Victorian Whitechapel often receives a great deal of negative coverage in histories that retell the story of the Whitechapel murders and the Jack the Ripper crimes.
It is certain that parts of Whitechapel were pretty bad when it came to public health, social conditions and crimes; but was also just as true that a great deal of Whitechapel was not too bad, and, in many ways, was a pleasant place to live.
THE PUBLIC IMAGE OF WHITECHAPEL
The main problem for the public image of the East End of London was that, by the time of the Jack the Ripper murders, which took place in the autumn of 1888, the newspapers had, for a great many years, been depicting Whitechapel as an uncivilised hinterland where dwelt a dangerous and simmering underclass to who vice and crime were second nature.
However, what few people recognised was that this description only applied to a small segment of the district – the segment that was situated off and around Commercial Street.
LONDON’S WORST STREETS
Streets such as Flower and Dean Street, Thrawl Street, George Street and Dorset Street were seen as being – and probably were – home to this dreaded underclass, some of whom lived on the periphery of criminality, and it cannot be denied that vice was rife in these enclaves.

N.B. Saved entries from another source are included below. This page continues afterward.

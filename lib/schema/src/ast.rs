//! Syntax tree produced by the parser.
//!
//! Nodes borrow from the schema text. Names are wrapped in [`Spanned`] so the
//! checker can point diagnostics at them.

/// A value together with where it starts in the schema text.
///
/// The location is stored as the number of bytes remaining from the start of
/// the value to the end of the text, which the parser knows without access to
/// the full input.
#[derive(Debug, Clone, Copy, PartialEq, Eq)]
pub(crate) struct Spanned<T> {
    pub value: T,
    pub tail: usize,
}

impl<T> Spanned<T> {
    /// Returns the byte offset of this value within `source`.
    pub fn offset(&self, source: &str) -> usize {
        source.len().saturating_sub(self.tail)
    }
}

/// A top-level schema item.
#[derive(Debug, Clone, PartialEq)]
pub(crate) enum Item<'a> {
    Use(Spanned<&'a str>),
    Caveat(CaveatAst<'a>),
    Definition(DefinitionAst<'a>),
}

#[derive(Debug, Clone, PartialEq)]
pub(crate) struct CaveatAst<'a> {
    pub name: Spanned<&'a str>,
    pub parameters: Vec<CaveatParameter<'a>>,
    pub expression: &'a str,
}

#[derive(Debug, Clone, PartialEq, Eq)]
pub(crate) struct CaveatParameter<'a> {
    pub name: &'a str,
    pub type_name: &'a str,
}

#[derive(Debug, Clone, PartialEq)]
pub(crate) struct DefinitionAst<'a> {
    pub name: Spanned<&'a str>,
    pub members: Vec<Member<'a>>,
}

impl<'a> DefinitionAst<'a> {
    pub fn member(&self, name: &str) -> Option<&Member<'a>> {
        self.members.iter().find(|member| member.name().value == name)
    }
}

#[derive(Debug, Clone, PartialEq)]
pub(crate) enum Member<'a> {
    Relation(RelationAst<'a>),
    Permission(PermissionAst<'a>),
}

impl<'a> Member<'a> {
    pub fn name(&self) -> Spanned<&'a str> {
        match self {
            Self::Relation(relation) => relation.name,
            Self::Permission(permission) => permission.name,
        }
    }
}

#[derive(Debug, Clone, PartialEq, Eq)]
pub(crate) struct RelationAst<'a> {
    pub name: Spanned<&'a str>,
    pub allowed_types: Vec<AllowedType<'a>>,
}

/// One `|`-separated alternative in a relation's type annotation.
#[derive(Debug, Clone, PartialEq, Eq)]
pub(crate) struct AllowedType<'a> {
    pub type_name: Spanned<&'a str>,
    pub subject: SubjectKind<'a>,
    /// Names following `with`, such as a caveat or `expiration`.
    pub traits: Vec<Spanned<&'a str>>,
}

#[derive(Debug, Clone, PartialEq, Eq)]
pub(crate) enum SubjectKind<'a> {
    /// `user`
    Object,
    /// `user:*`
    Wildcard,
    /// `group#member`
    Relation(Spanned<&'a str>),
}

#[derive(Debug, Clone, PartialEq)]
pub(crate) struct PermissionAst<'a> {
    pub name: Spanned<&'a str>,
    pub expression: Expression<'a>,
}

#[derive(Debug, Clone, Copy, PartialEq, Eq)]
pub(crate) enum ArrowFunction {
    /// `parent->view`
    Arrow,
    /// `parent.any(view)`
    Any,
    /// `parent.all(view)`
    All,
}

#[derive(Debug, Clone, PartialEq)]
pub(crate) enum Expression<'a> {
    Nil,
    Reference(Spanned<&'a str>),
    Arrow {
        function: ArrowFunction,
        tupleset: Spanned<&'a str>,
        computed: Spanned<&'a str>,
    },
    Union(Vec<Expression<'a>>),
    Intersection(Vec<Expression<'a>>),
    Exclusion(Box<Expression<'a>>, Box<Expression<'a>>),
}
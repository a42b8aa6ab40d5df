//! SpiceDB schema DSL compiler.
//!
//! Parses schema text into a syntax tree, checks that every reference in it
//! resolves, and lowers the result into the
//! [`CompiledSchema`](zed_typegen_core::CompiledSchema) object model.
//!
//! ```text
//! definition user {}
//!
//! definition document {
//!     relation writer: user
//!     relation reader: user
//!
//!     permission edit = writer
//!     permission view = reader + edit
//! }
//! ```

mod ast;
mod checker;
mod compiler;
mod parser;

pub use compiler::DslCompiler;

Indeed, it is testimony to just how bad these streets were – or, at least, how they were perceived to be – that at one stage or another each of them had, by 1888, been dubbed by the Victorian newspapers as being “the worst street in London” – a description now that tends to be thought of as only applying to Dorset Street.

A LOT OF WHITECHAPEL WAS FINE
However, much of Whitechapel was inhabited by residents who, whereas many of them could hardly be described as being wealthy and upper class, were, on the whole, law abiding and hard working.
Contrast, for example the wonderful little pocket of artisan dwellings that still stand off Hanbury Street, not a stone’s throw away from the site of the murder of Annie Chapman, and within ten minutes walk from Dorset Street.
These tiny houses, known as Albert and Victoria Cottages – which still survive were built for and lived in by honest tradesmen and their families.
They couldn’t, by any stretch of the imagination, be described as palatial, but the people who lived in them were as honest and law abiding – in many cases probably more so – than the wealthy individuals who lived in the West End of London, or in some of the middle class suburbs that had begun to emerge in the mid-19th century.

NOT NATIVE TO THE AREA
But, hard working, law abiding citizens were not the sort of people that the Victorian media was interested in focussing on.
They wanted to shock their readers with descriptions of the undeserving dishonest poor, and so many of the articles they published honed in on Flower and Dean Street et al, where they could be guaranteed to find the stereotypical type of Eastender that fed into their readerships preconceptions of the typical Eastender.
What is interesting to note, is that the type of individual that was presented to the Victorian public at large, was probably not even from Whitechapel, as Flower and Dean Street and its surrounding thoroughfares were mostly made up of common lodging houses where a large proportion of the residents were transient migrants, who had gravitated to the area from other parts of the metropolis, or even other parts of the country.
And thus, by the time the Jack the Ripper murders started in the autumn of 1888, the Victorian public had had their idea of the district as a whole shaped by terrible stories about the crime, vice and villainy that was endemic in a very small part of the district.
And thus the Whitechapel murders impacted on society in a way that they would probably not have done if they had taken place in any other part of Victorian London, or even Victorian Britain.